Additionally, an updated analysis from the ECHO Phase III trial will demonstrate the potential of Calquence in combination with bendamustine and rituximab as a first-line treatment for mantle cell lymphoma (MCL), showing durable undetectable minimal residual disease (MRD) rates and benefits across high-risk patient groups. The ECHO trial results were first presented as a late-breaking oral presentation at the European Hematology Association (EHA) 2024 Hybrid Congress.
Further findings will be shared from the ChangE Phase III trial in China, evaluating Calquence compared to chlorambucil plus rituximab in first-line CLL.
Next-Generation T-Cell Engagers and CAR T Therapy Show Promise
AstraZeneca will present exciting new data on its novel bispecific T-cell engager, AZD0486, which targets both CD19 and CD3. Phase I results show high response rates in patients with relapsed/refractory follicular lymphoma (R/R FL), including a 96% overall response rate and 85% complete response rate. Interim Phase I results will also explore AZD0486’s potential in patients with heavily pretreated diffuse large B-cell lymphoma (DLBCL). The data will highlight the agent’s promising safety profile, with cytokine release syndrome (CRS) and immune effector cell-associated neurotoxicity syndrome (ICANS) effectively managed through a double step-up dosing schedule.
AstraZeneca will also showcase early data for AZD0120 (GC012F), a novel autologous CAR T therapy targeting both BCMA and CD19, developed using the Gracell FasTCAR rapid manufacturing process. Preliminary results suggest deep responses and a favorable safety profile in elderly patients with newly diagnosed, transplant-ineligible multiple myeloma (MM), with no cases of ICANS or ≥Grade 2 CRS.

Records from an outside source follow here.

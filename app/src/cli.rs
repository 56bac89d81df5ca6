use clap::Parser;
use std::path::PathBuf;

/// Node agent for the proxy-service control plane.
#[derive(Parser, Debug)]
#[command(name = "panel-agent", version)]
pub struct Args {
    /// Path to the agent configuration file. Without it the agent
    /// searches /etc/panel-agent and the working directory, then falls
    /// back to environment variables.
    #[arg(long = "config", value_name = "PATH")]
    pub config: Option<PathBuf>,
}
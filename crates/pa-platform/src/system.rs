//! CPU, memory, disk and hostname probes.

/// Aggregate CPU utilization since boot, in percent.
///
/// Reads the first line of `/proc/stat` and computes
/// `(total - idle) / total`. Returns 0.0 where the proc interface is
/// unavailable.
pub fn cpu_usage() -> f64 {
    #[cfg(target_os = "linux")]
    {
        std::fs::read_to_string("/proc/stat")
            .ok()
            .and_then(|data| parse_proc_stat(&data))
            .unwrap_or(0.0)
    }
    #[cfg(not(target_os = "linux"))]
    {
        0.0
    }
}

#[cfg_attr(not(target_os = "linux"), allow(dead_code))]
fn parse_proc_stat(data: &str) -> Option<f64> {
    let line = data.lines().next()?;
    let mut fields = line.split_whitespace();
    if fields.next()? != "cpu" {
        return None;
    }
    let values: Vec<u64> = fields.filter_map(|f| f.parse().ok()).collect();
    if values.len() < 4 {
        return None;
    }
    let total: u64 = values.iter().sum();
    // Field 4 of the cpu line is idle time.
    let idle = values[3];
    if total == 0 {
        return None;
    }
    Some((total - idle) as f64 / total as f64 * 100.0)
}

/// Memory utilization in percent, from `MemTotal` and `MemAvailable`.
pub fn memory_usage() -> f64 {
    #[cfg(target_os = "linux")]
    {
        std::fs::read_to_string("/proc/meminfo")
            .ok()
            .and_then(|data| parse_meminfo(&data))
            .unwrap_or(0.0)
    }
    #[cfg(not(target_os = "linux"))]
    {
        0.0
    }
}

#[cfg_attr(not(target_os = "linux"), allow(dead_code))]
fn parse_meminfo(data: &str) -> Option<f64> {
    let mut total = 0u64;
    let mut available = 0u64;
    for line in data.lines() {
        let mut fields = line.split_whitespace();
        match fields.next() {
            Some("MemTotal:") => total = fields.next()?.parse().ok()?,
            Some("MemAvailable:") => available = fields.next()?.parse().ok()?,
            _ => {}
        }
    }
    if total == 0 {
        return None;
    }
    Some((total.saturating_sub(available)) as f64 / total as f64 * 100.0)
}

/// Used fraction of the root filesystem, in percent.
pub fn disk_usage() -> f64 {
    let mut stat: libc::statvfs = unsafe { std::mem::zeroed() };
    // SAFETY: statvfs fills the zeroed struct on success; the path is a
    // valid nul-terminated literal.
    let rc = unsafe { libc::statvfs(c"/".as_ptr(), &mut stat) };
    if rc != 0 {
        return 0.0;
    }
    let total = stat.f_blocks as u64 * stat.f_frsize as u64;
    let free = stat.f_bfree as u64 * stat.f_frsize as u64;
    if total == 0 {
        return 0.0;
    }
    (total - free) as f64 / total as f64 * 100.0
}

/// Kernel hostname, empty string when unavailable.
pub fn hostname() -> String {
    let mut buf = [0u8; 256];
    // SAFETY: gethostname writes a nul-terminated name into the buffer
    // bounds we hand it.
    let rc = unsafe { libc::gethostname(buf.as_mut_ptr().cast(), buf.len()) };
    if rc != 0 {
        return String::new();
    }
    let end = buf.iter().position(|&b| b == 0).unwrap_or(buf.len());
    String::from_utf8_lossy(&buf[..end]).into_owned()
}

#[cfg(test)]
mod tests {
    use super::*;

    #[test]
    fn proc_stat_parses_aggregate_line() {
        let data = "cpu  100 0 100 700 50 0 50 0 0 0\ncpu0 50 0 50 350 25 0 25 0 0 0\n";
        let usage = parse_proc_stat(data).unwrap();
        // total = 1000, idle = 700
        assert!((usage - 30.0).abs() < 1e-9);
    }

    #[test]
    fn proc_stat_rejects_malformed_input() {
        assert!(parse_proc_stat("").is_none());
        assert!(parse_proc_stat("intr 12345").is_none());
        assert!(parse_proc_stat("cpu 1 2").is_none());
    }

    #[test]
    fn meminfo_computes_used_fraction() {
        let data = "MemTotal:       8000 kB\nMemFree:        1000 kB\nMemAvailable:   2000 kB\n";
        let usage = parse_meminfo(data).unwrap();
        assert!((usage - 75.0).abs() < 1e-9);
    }

    #[test]
    fn meminfo_requires_total() {
        assert!(parse_meminfo("MemAvailable: 2000 kB\n").is_none());
    }

    #[test]
    fn disk_usage_is_a_percentage() {
        let usage = disk_usage();
        assert!((0.0..=100.0).contains(&usage));
    }

    #[test]
    fn hostname_is_nonempty_on_unix() {
        assert!(!hostname().is_empty());
    }
}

Additionally, an oral presentation will feature preclinical data on AZD5492, a next-generation T-cell engager targeting CD8 and CD20, designed using AstraZeneca’s TITAN platform. AZD5492 is currently in Phase I trials for relapsed/refractory Non-Hodgkin lymphoma (NHL) and CLL.

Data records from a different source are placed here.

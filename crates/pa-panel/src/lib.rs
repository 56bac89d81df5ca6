//! HTTP client for the Panel agent API.
//!
//! JSON over HTTP with a node-auth header on every request. The two GET
//! resources (config, users) are polled conditionally: the entity tag of
//! the last successful fetch is echoed as `If-None-Match`, and a 304
//! answer is surfaced as "unchanged" without parsing a payload. Transport
//! errors and 5xx responses are retried with a linear backoff (attempt
//! *i* waits *i* seconds); 4xx responses are terminal. All reporter
//! endpoints tolerate at-least-once delivery on the server side.

use parking_lot::Mutex;
use pa_types::{
    AliveResponse, AliveUser, EgressIp, NodeConfig, RegisterRequest, RegisterResponse,
    StatusReport, TrafficReport, UserList,
};
use reqwest::{Method, StatusCode};
use serde::{Deserialize, Serialize};
use std::time::Duration;
use tracing::debug;

#[derive(Debug, thiserror::Error)]
pub enum PanelError {
    #[error("panel request failed: {0}")]
    Transport(#[from] reqwest::Error),
    #[error("panel returned {status}: {body}")]
    Status { status: u16, body: String },
    #[error("decode panel response: {0}")]
    Decode(#[source] reqwest::Error),
    #[error("encode request body: {0}")]
    Encode(#[from] serde_json::Error),
    #[error("panel request failed after {attempts} attempts: {last}")]
    RetriesExhausted {
        attempts: u32,
        #[source]
        last: Box<PanelError>,
    },
}

impl PanelError {
    fn retryable(&self) -> bool {
        match self {
            PanelError::Transport(_) => true,
            PanelError::Status { status, .. } => *status >= 500,
            _ => false,
        }
    }
}

#[derive(Default)]
struct EtagCache {
    config: Option<String>,
    users: Option<String>,
}

/// Client for the Panel's `/agent` endpoint family.
///
/// Cheap to share behind an `Arc`; the entity-tag cache is interior
/// state so conditional polling works from any task.
pub struct PanelClient {
    http: reqwest::Client,
    base: String,
    token: String,
    retry_count: u32,
    etags: Mutex<EtagCache>,
}

#[derive(Deserialize)]
struct ConfigEnvelope {
    config: NodeConfig,
    #[serde(default)]
    etag: String,
}

#[derive(Serialize)]
struct TrafficBody<'a> {
    traffics: &'a [TrafficReport],
}

#[derive(Serialize)]
#[serde(rename_all = "camelCase")]
struct AliveBody<'a> {
    alive_users: &'a [AliveUser],
}

#[derive(Serialize)]
struct EgressBody<'a> {
    ips: &'a [EgressIp],
}

impl PanelClient {
    /// Build a client from the panel section of the agent configuration.
    pub fn new(
        url: &str,
        api_prefix: &str,
        token: &str,
        timeout: Duration,
        retry_count: u32,
    ) -> Result<Self, PanelError> {
        let http = reqwest::Client::builder().timeout(timeout).build()?;
        Ok(Self {
            http,
            base: format!("{}{}", url.trim_end_matches('/'), api_prefix),
            token: token.to_string(),
            retry_count,
            etags: Mutex::new(EtagCache::default()),
        })
    }

    pub async fn register(&self, req: &RegisterRequest) -> Result<RegisterResponse, PanelError> {
        let resp = self
            .send(Method::POST, "/agent/register", Some(serde_json::to_vec(req)?), None)
            .await?;
        let resp = ok_or_status(resp).await?;
        resp.json().await.map_err(PanelError::Decode)
    }

    /// Conditional fetch of the declarative node configuration.
    /// `Ok(None)` means the server copy matches the cached entity tag.
    pub async fn get_config(&self) -> Result<Option<NodeConfig>, PanelError> {
        let etag = self.etags.lock().config.clone();
        let resp = self
            .send(Method::GET, "/agent/config", None, etag.as_deref())
            .await?;
        if resp.status() == StatusCode::NOT_MODIFIED {
            return Ok(None);
        }
        let resp = ok_or_status(resp).await?;
        let envelope: ConfigEnvelope = resp.json().await.map_err(PanelError::Decode)?;
        let mut config = envelope.config;
        config.etag = envelope.etag.clone();
        self.etags.lock().config = Some(envelope.etag);
        Ok(Some(config))
    }

    /// Conditional fetch of the user list and rate limits.
    pub async fn get_users(&self) -> Result<Option<UserList>, PanelError> {
        let etag = self.etags.lock().users.clone();
        let resp = self
            .send(Method::GET, "/agent/users", None, etag.as_deref())
            .await?;
        if resp.status() == StatusCode::NOT_MODIFIED {
            return Ok(None);
        }
        let resp = ok_or_status(resp).await?;
        let list: UserList = resp.json().await.map_err(PanelError::Decode)?;
        self.etags.lock().users = Some(list.etag.clone());
        Ok(Some(list))
    }

    pub async fn report_traffic(&self, traffics: &[TrafficReport]) -> Result<(), PanelError> {
        let body = serde_json::to_vec(&TrafficBody { traffics })?;
        let resp = self.send(Method::POST, "/agent/traffic", Some(body), None).await?;
        ok_or_status(resp).await.map(drop)
    }

    pub async fn report_status(&self, status: &StatusReport) -> Result<(), PanelError> {
        let body = serde_json::to_vec(status)?;
        let resp = self.send(Method::POST, "/agent/status", Some(body), None).await?;
        ok_or_status(resp).await.map(drop)
    }

    pub async fn report_alive(&self, users: &[AliveUser]) -> Result<AliveResponse, PanelError> {
        let body = serde_json::to_vec(&AliveBody { alive_users: users })?;
        let resp = self.send(Method::POST, "/agent/alive", Some(body), None).await?;
        let resp = ok_or_status(resp).await?;
        resp.json().await.map_err(PanelError::Decode)
    }

    pub async fn report_egress_ips(&self, ips: &[EgressIp]) -> Result<(), PanelError> {
        let body = serde_json::to_vec(&EgressBody { ips })?;
        let resp = self.send(Method::POST, "/agent/egress-ips", Some(body), None).await?;
        ok_or_status(resp).await.map(drop)
    }

    async fn send(
        &self,
        method: Method,
        path: &str,
        body: Option<Vec<u8>>,
        etag: Option<&str>,
    ) -> Result<reqwest::Response, PanelError> {
        let url = format!("{}{}", self.base, path);
        let mut attempt = 0u32;
        loop {
            if attempt > 0 {
                tokio::time::sleep(Duration::from_secs(u64::from(attempt))).await;
                debug!(attempt, path, "retrying panel request");
            }
            let mut req = self
                .http
                .request(method.clone(), &url)
                .header("Content-Type", "application/json")
                .header("X-Node-Token", &self.token);
            if let Some(tag) = etag {
                req = req.header("If-None-Match", tag);
            }
            if let Some(b) = &body {
                req = req.body(b.clone());
            }
            let err = match req.send().await {
                Ok(resp) if resp.status().is_server_error() => PanelError::Status {
                    status: resp.status().as_u16(),
                    body: resp.text().await.unwrap_or_default(),
                },
                Ok(resp) => return Ok(resp),
                Err(e) => PanelError::Transport(e),
            };
            debug_assert!(err.retryable());
            attempt += 1;
            if attempt >= self.retry_count {
                return Err(PanelError::RetriesExhausted {
                    attempts: attempt,
                    last: Box::new(err),
                });
            }
        }
    }
}

/// Treat anything other than 200/201 as a terminal protocol error.
async fn ok_or_status(resp: reqwest::Response) -> Result<reqwest::Response, PanelError> {
    let status = resp.status();
    if status == StatusCode::OK || status == StatusCode::CREATED {
        return Ok(resp);
    }
    Err(PanelError::Status {
        status: status.as_u16(),
        body: resp.text().await.unwrap_or_default(),
    })
}
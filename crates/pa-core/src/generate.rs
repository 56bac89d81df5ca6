//! Materializes the declarative Panel state into the core's on-disk
//! configuration.
//!
//! The output document has a fixed top-level shape (log, api, stats,
//! policy, dns, inbounds, outbounds, routing) and a handful of
//! deterministic transformations whose ordering is load-bearing: the
//! api inbound sits at index 0, the `direct` outbound is the core's
//! default route and must come first, the synthesized `api` blackhole
//! second, and user-declared outbounds follow deduplicated by tag.

use crate::CoreError;
use pa_types::{Inbound, NodeConfig, Outbound, Routing, User};
use serde::Serialize;
use serde_json::{json, Map, Value};
use std::path::{Path, PathBuf};
use tracing::{debug, warn};

pub const API_INBOUND_TAG: &str = "api-inbound";
pub const API_OUTBOUND_TAG: &str = "api";
pub const DIRECT_OUTBOUND_TAG: &str = "direct";
const API_LISTEN: &str = "127.0.0.1";
const API_PORT: u16 = 10085;

/// Full core configuration document.
#[derive(Debug, Serialize)]
pub struct CoreConfig {
    pub log: CoreLog,
    pub api: CoreApi,
    pub stats: Map<String, Value>,
    pub policy: Value,
    #[serde(skip_serializing_if = "Option::is_none")]
    pub dns: Option<Value>,
    pub inbounds: Vec<Value>,
    pub outbounds: Vec<Outbound>,
    pub routing: Routing,
}

#[derive(Debug, Serialize)]
pub struct CoreLog {
    pub loglevel: String,
}

#[derive(Debug, Serialize)]
pub struct CoreApi {
    pub tag: String,
    pub services: Vec<String>,
}

/// Generates and writes the core configuration file.
#[derive(Debug, Clone)]
pub struct ConfigGenerator {
    config_path: PathBuf,
}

Voydeya and Ultomiris/Soliris Provide Relief for PNH Patients
AstraZeneca will present new findings on Voydeya (danicopan) as an add-on to Ultomiris (ravulizumab) or Soliris (eculizumab) in patients with PNH who experience clinically significant extravascular hemolysis (EVH). Data from the ALPHA Phase III trial show a low rate of breakthrough hemolysis (BTH) events, most of which were mild or moderate and resolved without transfusion or treatment adjustments. These findings will be complemented by long-term patient-reported outcomes, which show sustained improvements in fatigue, quality of life, and physical function in these patients over a 72-week period.
Advancing Understanding of Rare Diseases
AstraZeneca will also present new data on rare hematologic diseases. A retrospective chart review will provide real-world evidence showing hematologic and renal improvements in adults with atypical hemolytic uremic syndrome (aHUS) who switched to Ultomiris after short-term use of Soliris. Early responses were observed, with continued improvements through one year of Ultomiris treatment.
Additionally, two presentations on amyloid light chain (AL) amyloidosis will highlight ongoing challenges in managing this progressive disease, underscoring the need for novel therapies to improve cardiovascular outcomes and organ function in patients.
AstraZeneca’s robust hematology pipeline underscores its commitment to advancing care for patients with blood cancers and rare hematologic diseases, and the company looks forward to sharing these important findings with the global medical community at ASH 2024.